___ Records

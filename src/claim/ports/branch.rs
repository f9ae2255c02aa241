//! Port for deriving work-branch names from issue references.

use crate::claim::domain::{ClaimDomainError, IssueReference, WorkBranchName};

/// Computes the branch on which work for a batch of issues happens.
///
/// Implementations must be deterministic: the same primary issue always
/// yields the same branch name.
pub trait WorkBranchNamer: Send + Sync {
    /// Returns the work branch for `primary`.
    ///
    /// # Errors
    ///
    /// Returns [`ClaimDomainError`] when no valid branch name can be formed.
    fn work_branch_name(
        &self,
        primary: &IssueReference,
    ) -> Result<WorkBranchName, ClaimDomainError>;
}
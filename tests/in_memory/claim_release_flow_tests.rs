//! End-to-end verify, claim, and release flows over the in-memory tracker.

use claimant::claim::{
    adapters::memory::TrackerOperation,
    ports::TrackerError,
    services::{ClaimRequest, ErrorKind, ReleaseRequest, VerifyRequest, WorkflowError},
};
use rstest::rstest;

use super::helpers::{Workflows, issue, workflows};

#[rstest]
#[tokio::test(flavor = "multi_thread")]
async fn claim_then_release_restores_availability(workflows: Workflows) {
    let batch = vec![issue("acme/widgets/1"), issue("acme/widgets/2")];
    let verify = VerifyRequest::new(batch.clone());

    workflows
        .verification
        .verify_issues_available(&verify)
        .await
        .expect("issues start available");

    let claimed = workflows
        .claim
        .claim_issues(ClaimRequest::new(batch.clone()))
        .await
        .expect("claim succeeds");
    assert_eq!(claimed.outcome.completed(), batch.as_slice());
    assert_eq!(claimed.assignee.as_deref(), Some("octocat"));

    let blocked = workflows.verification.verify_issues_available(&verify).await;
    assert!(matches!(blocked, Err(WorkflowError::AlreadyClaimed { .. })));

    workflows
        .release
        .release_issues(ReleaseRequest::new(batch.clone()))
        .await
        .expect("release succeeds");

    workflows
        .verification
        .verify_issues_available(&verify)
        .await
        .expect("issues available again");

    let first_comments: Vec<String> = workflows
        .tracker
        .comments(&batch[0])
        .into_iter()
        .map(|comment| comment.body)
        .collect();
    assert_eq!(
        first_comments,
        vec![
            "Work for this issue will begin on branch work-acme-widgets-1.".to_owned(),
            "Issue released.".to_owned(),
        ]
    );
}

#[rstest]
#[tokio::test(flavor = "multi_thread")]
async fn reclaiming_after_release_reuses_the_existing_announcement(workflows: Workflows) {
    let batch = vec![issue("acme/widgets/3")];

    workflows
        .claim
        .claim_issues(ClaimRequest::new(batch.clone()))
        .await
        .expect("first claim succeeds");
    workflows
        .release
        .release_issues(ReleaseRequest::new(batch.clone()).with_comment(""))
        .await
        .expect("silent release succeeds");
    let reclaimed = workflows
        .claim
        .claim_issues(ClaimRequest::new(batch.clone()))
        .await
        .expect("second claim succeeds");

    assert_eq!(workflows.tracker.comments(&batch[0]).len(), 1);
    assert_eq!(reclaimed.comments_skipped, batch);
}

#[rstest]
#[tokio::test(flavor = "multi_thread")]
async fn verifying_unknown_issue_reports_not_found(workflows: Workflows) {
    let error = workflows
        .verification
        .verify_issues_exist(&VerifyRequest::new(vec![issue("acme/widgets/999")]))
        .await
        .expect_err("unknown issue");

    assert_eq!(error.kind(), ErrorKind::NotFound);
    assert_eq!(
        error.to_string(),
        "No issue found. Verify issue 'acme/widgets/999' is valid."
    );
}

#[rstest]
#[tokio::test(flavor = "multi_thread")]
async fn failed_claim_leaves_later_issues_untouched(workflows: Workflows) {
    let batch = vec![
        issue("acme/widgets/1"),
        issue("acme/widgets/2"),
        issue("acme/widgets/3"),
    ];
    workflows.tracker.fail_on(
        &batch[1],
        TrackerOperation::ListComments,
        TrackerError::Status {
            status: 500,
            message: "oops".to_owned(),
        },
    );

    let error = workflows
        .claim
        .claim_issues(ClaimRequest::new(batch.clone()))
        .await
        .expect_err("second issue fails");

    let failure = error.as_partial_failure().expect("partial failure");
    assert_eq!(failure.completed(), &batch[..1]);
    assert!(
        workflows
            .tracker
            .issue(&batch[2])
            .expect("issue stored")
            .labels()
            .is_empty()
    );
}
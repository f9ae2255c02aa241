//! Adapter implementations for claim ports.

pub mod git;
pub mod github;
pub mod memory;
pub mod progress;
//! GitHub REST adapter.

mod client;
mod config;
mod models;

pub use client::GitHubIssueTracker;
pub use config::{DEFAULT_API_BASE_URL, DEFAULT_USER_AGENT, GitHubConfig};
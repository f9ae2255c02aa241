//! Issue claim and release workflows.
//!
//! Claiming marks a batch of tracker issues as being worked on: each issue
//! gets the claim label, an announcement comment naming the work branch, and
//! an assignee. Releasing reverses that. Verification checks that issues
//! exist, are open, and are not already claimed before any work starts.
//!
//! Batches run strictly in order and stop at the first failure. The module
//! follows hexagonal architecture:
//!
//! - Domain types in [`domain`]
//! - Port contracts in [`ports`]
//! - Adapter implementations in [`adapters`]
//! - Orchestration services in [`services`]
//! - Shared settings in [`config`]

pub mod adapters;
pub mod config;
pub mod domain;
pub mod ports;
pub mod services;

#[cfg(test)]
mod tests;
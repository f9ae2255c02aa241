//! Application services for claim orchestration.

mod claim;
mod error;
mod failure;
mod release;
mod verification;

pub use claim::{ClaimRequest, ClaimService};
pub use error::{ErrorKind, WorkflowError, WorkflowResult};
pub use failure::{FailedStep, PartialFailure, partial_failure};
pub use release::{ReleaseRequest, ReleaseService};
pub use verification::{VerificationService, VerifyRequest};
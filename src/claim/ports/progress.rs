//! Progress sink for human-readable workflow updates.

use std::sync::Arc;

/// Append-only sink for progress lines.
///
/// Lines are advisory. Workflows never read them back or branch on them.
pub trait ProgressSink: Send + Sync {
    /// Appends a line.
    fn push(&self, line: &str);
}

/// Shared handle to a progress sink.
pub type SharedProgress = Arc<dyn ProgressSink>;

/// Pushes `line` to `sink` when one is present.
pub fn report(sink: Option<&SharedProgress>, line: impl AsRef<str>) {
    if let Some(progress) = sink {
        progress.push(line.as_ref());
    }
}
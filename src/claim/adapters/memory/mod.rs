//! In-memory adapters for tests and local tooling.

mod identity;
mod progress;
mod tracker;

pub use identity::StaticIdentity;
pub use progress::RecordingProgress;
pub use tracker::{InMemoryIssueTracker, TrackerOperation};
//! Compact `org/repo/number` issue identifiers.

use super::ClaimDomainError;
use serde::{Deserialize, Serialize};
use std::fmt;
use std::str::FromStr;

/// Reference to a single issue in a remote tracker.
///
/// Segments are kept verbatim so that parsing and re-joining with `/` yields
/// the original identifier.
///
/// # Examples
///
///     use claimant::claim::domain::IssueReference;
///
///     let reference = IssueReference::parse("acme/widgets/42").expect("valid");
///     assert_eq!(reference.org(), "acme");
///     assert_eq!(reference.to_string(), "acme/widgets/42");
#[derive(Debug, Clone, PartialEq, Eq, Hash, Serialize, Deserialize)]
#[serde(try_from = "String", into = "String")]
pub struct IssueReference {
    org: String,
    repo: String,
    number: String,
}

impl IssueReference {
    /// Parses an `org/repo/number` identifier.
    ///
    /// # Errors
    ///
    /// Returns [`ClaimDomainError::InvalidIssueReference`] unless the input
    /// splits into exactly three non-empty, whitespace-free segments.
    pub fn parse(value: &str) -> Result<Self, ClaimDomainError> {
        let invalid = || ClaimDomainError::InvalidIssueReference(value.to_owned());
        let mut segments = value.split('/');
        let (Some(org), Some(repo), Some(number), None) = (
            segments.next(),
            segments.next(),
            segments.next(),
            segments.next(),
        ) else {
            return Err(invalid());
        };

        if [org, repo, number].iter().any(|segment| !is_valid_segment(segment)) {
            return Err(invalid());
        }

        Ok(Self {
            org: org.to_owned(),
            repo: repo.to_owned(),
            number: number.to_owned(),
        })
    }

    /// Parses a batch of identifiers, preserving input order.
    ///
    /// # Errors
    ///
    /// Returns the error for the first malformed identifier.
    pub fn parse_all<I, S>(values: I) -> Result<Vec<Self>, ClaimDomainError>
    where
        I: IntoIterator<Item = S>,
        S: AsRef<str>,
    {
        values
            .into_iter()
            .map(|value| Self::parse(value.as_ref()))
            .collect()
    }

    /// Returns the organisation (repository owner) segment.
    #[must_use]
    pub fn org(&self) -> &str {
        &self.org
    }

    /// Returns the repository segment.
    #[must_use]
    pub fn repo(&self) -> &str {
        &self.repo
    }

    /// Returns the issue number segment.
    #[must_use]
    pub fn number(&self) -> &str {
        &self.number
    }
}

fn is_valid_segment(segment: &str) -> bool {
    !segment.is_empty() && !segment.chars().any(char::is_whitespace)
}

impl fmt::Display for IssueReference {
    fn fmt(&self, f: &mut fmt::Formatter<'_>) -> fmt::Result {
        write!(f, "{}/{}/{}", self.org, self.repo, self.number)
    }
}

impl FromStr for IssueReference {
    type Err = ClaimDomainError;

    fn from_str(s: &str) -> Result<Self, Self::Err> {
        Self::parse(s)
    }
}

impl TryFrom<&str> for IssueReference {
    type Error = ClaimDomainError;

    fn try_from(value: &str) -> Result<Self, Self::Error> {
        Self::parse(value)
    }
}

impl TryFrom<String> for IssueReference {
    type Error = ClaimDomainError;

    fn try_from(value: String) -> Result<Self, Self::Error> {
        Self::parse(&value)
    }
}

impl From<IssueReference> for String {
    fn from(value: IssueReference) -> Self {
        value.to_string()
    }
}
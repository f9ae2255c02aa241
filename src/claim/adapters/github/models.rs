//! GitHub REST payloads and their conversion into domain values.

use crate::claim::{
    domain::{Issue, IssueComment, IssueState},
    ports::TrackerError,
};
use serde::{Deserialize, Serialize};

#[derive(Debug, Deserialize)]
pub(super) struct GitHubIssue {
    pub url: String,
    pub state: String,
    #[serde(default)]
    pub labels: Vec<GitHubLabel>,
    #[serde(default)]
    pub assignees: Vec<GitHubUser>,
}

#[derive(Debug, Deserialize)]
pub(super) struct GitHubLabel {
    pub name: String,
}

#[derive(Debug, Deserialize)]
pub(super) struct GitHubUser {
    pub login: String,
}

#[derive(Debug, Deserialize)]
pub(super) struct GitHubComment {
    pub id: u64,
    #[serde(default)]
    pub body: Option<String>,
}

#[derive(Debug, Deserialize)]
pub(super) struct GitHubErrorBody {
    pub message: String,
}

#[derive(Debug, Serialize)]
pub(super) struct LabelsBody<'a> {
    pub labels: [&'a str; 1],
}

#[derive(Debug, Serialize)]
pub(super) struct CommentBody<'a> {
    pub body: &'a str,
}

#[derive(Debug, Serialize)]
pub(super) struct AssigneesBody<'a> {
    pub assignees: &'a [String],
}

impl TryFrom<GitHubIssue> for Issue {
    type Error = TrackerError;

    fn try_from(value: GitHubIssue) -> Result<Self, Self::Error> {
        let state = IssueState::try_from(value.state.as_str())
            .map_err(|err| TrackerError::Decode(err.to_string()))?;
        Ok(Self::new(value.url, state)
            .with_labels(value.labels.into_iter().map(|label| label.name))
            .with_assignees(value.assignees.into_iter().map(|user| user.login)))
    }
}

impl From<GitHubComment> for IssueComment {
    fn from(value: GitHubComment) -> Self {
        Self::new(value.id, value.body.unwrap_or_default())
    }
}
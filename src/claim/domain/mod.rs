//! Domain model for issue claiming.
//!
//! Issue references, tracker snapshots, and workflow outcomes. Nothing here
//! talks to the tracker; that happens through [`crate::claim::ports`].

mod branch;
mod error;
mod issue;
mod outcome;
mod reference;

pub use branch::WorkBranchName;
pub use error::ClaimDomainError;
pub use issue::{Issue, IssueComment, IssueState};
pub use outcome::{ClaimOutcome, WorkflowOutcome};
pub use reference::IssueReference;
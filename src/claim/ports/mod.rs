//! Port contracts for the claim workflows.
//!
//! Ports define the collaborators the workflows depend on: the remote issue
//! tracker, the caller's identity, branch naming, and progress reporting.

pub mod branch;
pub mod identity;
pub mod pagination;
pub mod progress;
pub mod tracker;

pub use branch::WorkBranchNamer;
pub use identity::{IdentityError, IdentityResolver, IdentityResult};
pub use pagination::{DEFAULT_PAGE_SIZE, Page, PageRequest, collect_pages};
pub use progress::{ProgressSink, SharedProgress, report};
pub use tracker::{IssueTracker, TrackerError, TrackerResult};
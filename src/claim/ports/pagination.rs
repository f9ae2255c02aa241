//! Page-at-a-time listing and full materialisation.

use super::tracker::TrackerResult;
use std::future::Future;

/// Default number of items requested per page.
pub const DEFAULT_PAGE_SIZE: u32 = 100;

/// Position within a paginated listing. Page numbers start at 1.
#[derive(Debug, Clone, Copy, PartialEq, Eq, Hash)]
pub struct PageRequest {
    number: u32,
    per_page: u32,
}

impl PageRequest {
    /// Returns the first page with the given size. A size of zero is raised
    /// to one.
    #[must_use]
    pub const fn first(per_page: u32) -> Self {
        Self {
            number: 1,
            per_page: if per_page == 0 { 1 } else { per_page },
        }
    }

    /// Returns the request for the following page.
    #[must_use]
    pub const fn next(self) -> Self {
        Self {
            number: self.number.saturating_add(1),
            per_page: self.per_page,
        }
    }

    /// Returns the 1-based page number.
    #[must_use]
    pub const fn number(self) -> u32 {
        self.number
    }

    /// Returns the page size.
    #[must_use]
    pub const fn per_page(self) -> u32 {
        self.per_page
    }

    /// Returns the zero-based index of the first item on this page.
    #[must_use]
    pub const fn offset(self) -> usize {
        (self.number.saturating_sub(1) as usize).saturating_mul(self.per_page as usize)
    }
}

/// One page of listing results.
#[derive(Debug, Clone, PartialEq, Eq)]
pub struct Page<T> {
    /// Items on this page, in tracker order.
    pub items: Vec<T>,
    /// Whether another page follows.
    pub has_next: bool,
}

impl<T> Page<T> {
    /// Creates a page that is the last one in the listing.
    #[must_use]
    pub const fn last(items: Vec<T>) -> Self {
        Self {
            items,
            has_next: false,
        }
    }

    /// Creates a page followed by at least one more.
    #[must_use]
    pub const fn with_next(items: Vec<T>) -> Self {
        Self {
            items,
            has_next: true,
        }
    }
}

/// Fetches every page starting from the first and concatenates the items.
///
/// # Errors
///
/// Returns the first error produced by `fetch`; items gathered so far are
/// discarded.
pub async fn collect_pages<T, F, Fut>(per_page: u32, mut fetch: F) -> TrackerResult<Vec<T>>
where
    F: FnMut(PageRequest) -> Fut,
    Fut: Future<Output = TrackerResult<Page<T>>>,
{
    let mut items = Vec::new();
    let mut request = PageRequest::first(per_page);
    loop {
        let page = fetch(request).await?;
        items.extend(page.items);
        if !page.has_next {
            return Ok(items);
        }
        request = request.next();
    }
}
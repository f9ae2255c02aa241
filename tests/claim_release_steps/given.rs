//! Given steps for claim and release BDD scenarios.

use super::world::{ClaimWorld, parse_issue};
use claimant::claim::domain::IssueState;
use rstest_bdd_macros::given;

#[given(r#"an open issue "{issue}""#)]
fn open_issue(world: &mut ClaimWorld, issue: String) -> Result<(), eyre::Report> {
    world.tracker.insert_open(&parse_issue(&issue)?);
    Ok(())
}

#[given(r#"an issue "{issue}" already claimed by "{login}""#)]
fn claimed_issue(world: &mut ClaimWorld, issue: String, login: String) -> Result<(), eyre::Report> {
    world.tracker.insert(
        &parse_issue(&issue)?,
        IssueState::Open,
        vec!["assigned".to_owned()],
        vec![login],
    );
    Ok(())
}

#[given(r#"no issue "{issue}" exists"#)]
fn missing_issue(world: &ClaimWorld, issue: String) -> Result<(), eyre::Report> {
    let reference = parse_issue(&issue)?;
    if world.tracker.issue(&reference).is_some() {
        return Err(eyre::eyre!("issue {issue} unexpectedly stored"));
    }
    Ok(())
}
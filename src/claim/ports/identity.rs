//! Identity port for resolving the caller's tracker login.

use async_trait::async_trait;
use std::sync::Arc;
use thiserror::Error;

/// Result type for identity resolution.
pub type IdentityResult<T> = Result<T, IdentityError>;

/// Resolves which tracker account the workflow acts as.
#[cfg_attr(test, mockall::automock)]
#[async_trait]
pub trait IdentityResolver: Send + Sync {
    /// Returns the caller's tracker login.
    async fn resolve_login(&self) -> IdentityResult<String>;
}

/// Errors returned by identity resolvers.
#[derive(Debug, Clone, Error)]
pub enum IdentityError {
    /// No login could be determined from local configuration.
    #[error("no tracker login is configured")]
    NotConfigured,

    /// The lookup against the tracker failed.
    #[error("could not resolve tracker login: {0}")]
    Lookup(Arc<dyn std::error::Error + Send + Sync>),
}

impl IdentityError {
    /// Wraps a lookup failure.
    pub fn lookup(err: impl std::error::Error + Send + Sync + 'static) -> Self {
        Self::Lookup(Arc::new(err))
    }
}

______

Sift the material for lines with the string "pagination". Copy each one found.

pub mod pagination;
pub use pagination::{DEFAULT_PAGE_SIZE, Page, PageRequest, collect_pages};
filename src/claim/ports/pagination.rs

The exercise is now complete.